旅姿の芭蕉=写真②=が初めて大垣を訪れたのは貞享元年(1684年)、「野ざらし紀行」の旅の途中。ともに京都の北村季吟の門下生だった俳友・谷木因を訪ねるためでした。その後も含め、つごう4回にわたる芭蕉の大垣訪問は、大垣十万石の城主戸田公の文教奨励もあって藩士らを中心に盛んだった大垣俳壇に新風を吹き込み、「蕉風」俳諧が美濃一円に広がり、美濃俳諧としての基礎が固まったという。
写真②:顔枠に自分の顔を入れて旅姿の芭蕉風に記念撮影できる看板
=「奥の細道むすびの地記念館」入口で、5日午後1時15分撮影
大垣市は、「奥の細道」むすびの地として、また中山道と東海道を結ぶ美濃路大垣宿の宿場町としての歴史・文化の蓄積を感じさせる建造物など、残したい景観を有する建造物を市景観遺産に指定、保全・管理に努めるなど、歴史的な遺産を大切に守りながら、近代的な文化の香り高いまちづくりに取り組んでいます。わが福津市も、〈津屋崎千軒〉を核にして、文化の香り高いまちづくりを目指してほしいと強く共感を覚えました。

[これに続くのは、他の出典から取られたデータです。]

// File: src/merge.rs
use crate::core::entry::EntryRecord;
use crate::core::log::ActionLog;
use crate::core::store::TranslationStore;
use crate::core::types::LanguagePair;
use crate::error::TranslatorError;
use chrono::{DateTime, Utc};
use std::fmt;
use tracing::{info, warn};

/// Counters reported after a merge. A merge always completes; entries it
/// could not take are tallied in `errors`.
#[derive(Debug, Clone, Copy, Default, PartialEq, Eq)]
pub struct MergeStats {
    pub added: usize,
    pub updated: usize,
    pub errors: usize,
    pub total_before: usize,
    pub total_after: usize,
}

impl fmt::Display for MergeStats {
    fn fmt(&self, f: &mut fmt::Formatter<'_>) -> fmt::Result {
        writeln!(f, "Merge statistics:")?;
        writeln!(f, "  entries before: {}", self.total_before)?;
        writeln!(f, "  added:          {}", self.added)?;
        writeln!(f, "  updated:        {}", self.updated)?;
        writeln!(f, "  entries after:  {}", self.total_after)?;
        write!(f, "  errors:         {}", self.errors)
    }
}

enum EntryMerge {
    Added,
    Updated,
}

/// Folds a foreign dictionary into a local one without losing either side's
/// evaluations.
pub struct MergeEngine {
    merged_at: DateTime<Utc>,
}

impl MergeEngine {
    pub fn new() -> Self {
        Self { merged_at: Utc::now() }
    }

    /// Pins the timestamp written to `last_modified_at` of updated entries.
    pub fn at(merged_at: DateTime<Utc>) -> Self {
        Self { merged_at }
    }

    pub fn merge(
        &self,
        local_store: &mut TranslationStore,
        local_log: &mut ActionLog,
        foreign_store: TranslationStore,
        foreign_log: ActionLog,
    ) -> MergeStats {
        let mut stats = MergeStats {
            total_before: local_store.len(),
            ..MergeStats::default()
        };

        for (pair, phrase, record) in foreign_store.iter() {
            match self.merge_entry(local_store, pair, phrase, record) {
                Ok(EntryMerge::Added) => stats.added += 1,
                Ok(EntryMerge::Updated) => stats.updated += 1,
                Err(e) => {
                    warn!(%pair, phrase, error = %e, "Skipping entry during merge");
                    stats.errors += 1;
                }
            }
        }

        local_log.absorb(foreign_log);

        stats.total_after = local_store.len();
        info!(
            added = stats.added,
            updated = stats.updated,
            errors = stats.errors,
            total = stats.total_after,
            "Merged foreign dictionary"
        );
        stats
    }

    fn merge_entry(
        &self,
        local_store: &mut TranslationStore,
        pair: LanguagePair,
        phrase: &str,
        foreign: &EntryRecord,
    ) -> Result<EntryMerge, TranslatorError> {
        if pair.is_reflexive() {
            return Err(TranslatorError::SameLanguage(pair.source));
        }
        foreign.validate()?;

        match local_store.get_mut(pair, phrase) {
            Some(local) => {
                local.absorb(foreign, self.merged_at);
                Ok(EntryMerge::Updated)
            }
            None => {
                local_store.put(pair, phrase, foreign.clone());
                Ok(EntryMerge::Added)
            }
        }
    }
}

impl Default for MergeEngine {
    fn default() -> Self {
        Self::new()
    }
}

#[cfg(test)]
mod tests {
    use super::*;
    use crate::core::types::Language;

    fn es_fr() -> LanguagePair {
        LanguagePair::new(Language::Spanish, Language::French)
    }

    #[test]
    fn new_keys_are_added_verbatim() {
        let mut local = TranslationStore::new();
        let mut log = ActionLog::new();
        let mut foreign = TranslationStore::new();
        let record = EntryRecord::new("merci", 8.0);
        foreign.put(es_fr(), "gracias", record.clone());

        let stats = MergeEngine::new().merge(&mut local, &mut log, foreign, ActionLog::new());
        assert_eq!(stats.added, 1);
        assert_eq!(stats.updated, 0);
        assert_eq!(stats.total_before, 0);
        assert_eq!(stats.total_after, 1);
        assert_eq!(local.get(es_fr(), "gracias"), Some(&record));
    }

    #[test]
    fn malformed_entries_are_counted_not_fatal() {
        let now = Utc::now();
        let mut local = TranslationStore::new();
        let mut log = ActionLog::new();
        let mut foreign = TranslationStore::new();
        foreign.put(es_fr(), "vacío", EntryRecord::from_history("vide", vec![], now, now));
        foreign.put(es_fr(), "agua", EntryRecord::new("eau", 7.0));

        let stats = MergeEngine::new().merge(&mut local, &mut log, foreign, ActionLog::new());
        assert_eq!(stats.errors, 1);
        assert_eq!(stats.added, 1);
        assert!(!local.contains(es_fr(), "vacío"));
    }

    #[test]
    fn conflicts_take_foreign_text_and_stamp_merge_time() {
        let merged_at = Utc::now();
        let mut local = TranslationStore::new();
        local.put(es_fr(), "hola", EntryRecord::new("salut", 4.0));
        let mut foreign = TranslationStore::new();
        foreign.put(es_fr(), "HOLA", EntryRecord::new("bonjour", 8.0));

        let stats = MergeEngine::at(merged_at).merge(
            &mut local,
            &mut ActionLog::new(),
            foreign,
            ActionLog::new(),
        );
        assert_eq!(stats.updated, 1);
        let entry = local.get(es_fr(), "hola").unwrap();
        assert_eq!(entry.translated_text(), "bonjour");
        assert_eq!(entry.score_history(), &[4.0, 8.0]);
        assert_eq!(entry.average_score(), 6.0);
        assert_eq!(entry.last_modified_at(), merged_at);
    }
}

「奥の細道むすびの地記念館」のフロアに、袖に「芭蕉元禄の街 大垣」のキャッチコピー入りの法被をはおり、芭蕉をイメージした頭巾姿の〝大垣市マスコットキャラクター・「おがっきい」〟が乗った「おおがきたらい舟」=写真③=が置かれているのが目に付きました。関ケ原合戦の折、たらいに乗って戦火を逃れたという伝説に基づく、全国的にも珍しい「たらい舟」で、水門川の観光川下りに使われるという。福岡県の水郷・柳川の川下りの〝どんこ舟〟と違って、数人しか乗れそうにない丸い「たらい舟」もスリリングで楽しめるのではと思いました。

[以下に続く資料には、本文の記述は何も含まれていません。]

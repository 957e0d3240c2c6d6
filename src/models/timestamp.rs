// file: src/models/timestamp.rs
// description: lenient timestamp decoding for backend columns with or without a zone

use chrono::{DateTime, NaiveDateTime, Utc};
use serde::{Deserialize, Deserializer};

/// Accepts RFC 3339 (`timestamptz`) and zone-less (`timestamp`) values; the
/// latter are read as UTC.
pub fn deserialize_optional<'de, D>(deserializer: D) -> Result<Option<DateTime<Utc>>, D::Error>
where
    D: Deserializer<'de>,
{
    let raw: Option<String> = Option::deserialize(deserializer)?;
    match raw {
        None => Ok(None),
        Some(value) => parse(&value).map(Some).map_err(serde::de::Error::custom),
    }
}

pub fn parse(value: &str) -> Result<DateTime<Utc>, String> {
    if let Ok(parsed) = DateTime::parse_from_rfc3339(value) {
        return Ok(parsed.with_timezone(&Utc));
    }

    NaiveDateTime::parse_from_str(value, "%Y-%m-%dT%H:%M:%S%.f")
        .or_else(|_| NaiveDateTime::parse_from_str(value, "%Y-%m-%d %H:%M:%S%.f"))
        .map(|naive| naive.and_utc())
        .map_err(|e| format!("invalid timestamp {:?}: {}", value, e))
}

#[cfg(test)]
mod tests {
    use super::*;
    use chrono::Timelike;

    #[test]
    fn test_parse_with_offset() {
        let ts = parse("2025-03-04T10:15:00.123456+02:00").unwrap();
        assert_eq!(ts.hour(), 8);
    }

    #[test]
    fn test_parse_without_zone() {
        let ts = parse("2025-03-04T10:15:00.5").unwrap();
        assert_eq!(ts.hour(), 10);
        assert!(parse("2025-03-04 10:15:00").is_ok());
    }

    #[test]
    fn test_parse_rejects_garbage() {
        assert!(parse("yesterday").is_err());
    }
}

写真③:〝大垣市マスコットキャラクター〟が乗った「おおがきたらい舟」
=「奥の細道むすびの地記念館」で、5日午後1時20分撮影
大垣市は地下水が豊富で、おいしい水に恵まれ、〝水の都・おおがき〟と呼ばれています。深さ150㍍から水温14度の地下水が湧き出る自噴井を活用、広場を整備した「名水大手いこ井の泉」(同市郭町2丁目)=写真④=では、ボトルに水を汲み入れる市民の姿も見られました。ひしゃくで一口飲んでみると、まろやかな水でした。

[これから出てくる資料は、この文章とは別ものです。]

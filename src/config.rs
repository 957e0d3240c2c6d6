// file: src/config.rs
// description: application configuration management with toml and environment support
// reference: https://docs.rs/config

use crate::error::{PortalError, Result};
use crate::utils::Validator;
use chrono::NaiveTime;
use dotenvy::dotenv;
use serde::{Deserialize, Serialize};
use std::path::{Path, PathBuf};

pub const DEFAULT_CONFIG_PATH: &str = "config/default.toml";

#[derive(Debug, Clone, Deserialize, Serialize)]
pub struct Config {
    pub backend: BackendConfig,
    pub scheduling: SchedulingConfig,
    pub session: SessionConfig,
    pub offline: OfflineConfig,
}

#[derive(Debug, Clone, Deserialize, Serialize)]
pub struct BackendConfig {
    pub url: String,
    #[serde(default)]
    pub api_key: Option<String>,
    pub timeout_secs: u64,
}

#[derive(Debug, Clone, Deserialize, Serialize)]
pub struct SchedulingConfig {
    pub max_per_day: usize,
    pub day_start: NaiveTime,
    pub day_end: NaiveTime,
    pub step_minutes: u32,
    pub allow_weekends: bool,
}

#[derive(Debug, Clone, Deserialize, Serialize)]
pub struct SessionConfig {
    pub path: PathBuf,
}

#[derive(Debug, Clone, Deserialize, Serialize)]
pub struct OfflineConfig {
    pub enabled: bool,
    pub admin_email: String,
    pub admin_password: String,
}

impl Config {
    pub fn load(path: Option<&Path>) -> Result<Self> {
        dotenv().ok();

        let defaults = config::Config::try_from(&Self::default_config())
            .map_err(|e| PortalError::Config(e.to_string()))?;

        let mut builder = config::Config::builder().add_source(defaults);

        if let Some(path) = path {
            builder = builder.add_source(config::File::from(path));
        } else {
            builder = builder
                .add_source(config::File::from(Path::new(DEFAULT_CONFIG_PATH)).required(false));
        }

        builder = builder.add_source(
            config::Environment::with_prefix("UNIVAL")
                .separator("__")
                .try_parsing(true),
        );

        let settings = builder
            .build()
            .map_err(|e| PortalError::Config(e.to_string()))?;

        let mut config: Config = settings
            .try_deserialize()
            .map_err(|e| PortalError::Config(e.to_string()))?;

        config.apply_supabase_env();
        config.validate()?;
        Ok(config)
    }

    pub fn default_config() -> Self {
        Self {
            backend: BackendConfig {
                url: "http://localhost:54321".to_string(),
                api_key: None,
                timeout_secs: 10,
            },
            scheduling: SchedulingConfig {
                max_per_day: 2,
                day_start: NaiveTime::from_hms_opt(8, 0, 0).unwrap_or_default(),
                day_end: NaiveTime::from_hms_opt(17, 55, 0).unwrap_or_default(),
                step_minutes: 5,
                allow_weekends: false,
            },
            session: SessionConfig {
                path: PathBuf::from(".unival/session.json"),
            },
            offline: OfflineConfig {
                enabled: true,
                admin_email: "admin".to_string(),
                admin_password: "admin123$".to_string(),
            },
        }
    }

    /// The hosted backend documents `SUPABASE_URL` / `SUPABASE_KEY`; they win
    /// over file and `UNIVAL__` values.
    fn apply_supabase_env(&mut self) {
        if let Ok(url) = std::env::var("SUPABASE_URL") {
            if !url.trim().is_empty() {
                self.backend.url = url.trim().to_string();
            }
        }
        if let Ok(key) = std::env::var("SUPABASE_KEY") {
            if !key.trim().is_empty() {
                self.backend.api_key = Some(key.trim().to_string());
            }
        }
    }

    pub fn validate(&self) -> Result<()> {
        Validator::validate_url(&self.backend.url)
            .map_err(|e| PortalError::Config(e.to_string()))?;

        if self.backend.timeout_secs == 0 {
            return Err(PortalError::Config(
                "timeout_secs must be greater than 0".to_string(),
            ));
        }

        if self.scheduling.max_per_day == 0 {
            return Err(PortalError::Config(
                "max_per_day must be greater than 0".to_string(),
            ));
        }

        if self.scheduling.step_minutes == 0 || 60 % self.scheduling.step_minutes != 0 {
            return Err(PortalError::Config(
                "step_minutes must divide an hour".to_string(),
            ));
        }

        if self.scheduling.day_start >= self.scheduling.day_end {
            return Err(PortalError::Config(
                "day_start must be before day_end".to_string(),
            ));
        }

        Ok(())
    }

    pub fn has_credentials(&self) -> bool {
        self.backend
            .api_key
            .as_deref()
            .is_some_and(|key| !key.trim().is_empty())
    }
}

写真④:深さ150㍍から地下水が湧き出る「名水大手いこ井の泉」
=大垣市郭町2丁目で、5日午後2時40分撮影
大垣市墨俣町墨俣にある豊臣秀吉出世の地・「すのまた城」=写真⑤=にも立ち寄りました。織田信長の美濃攻めに際し、木下藤吉郎が永禄9年(1566年)、一夜で築いたと伝えられる一夜城にちなみ、同市がその跡地に当時の砦のような城ではなく、城郭天守を備えた(豪華すぎる)六階建てコンクリート製の「墨俣一夜城歴史資料館」として建設、周辺は「一夜城址公園」として整備されています。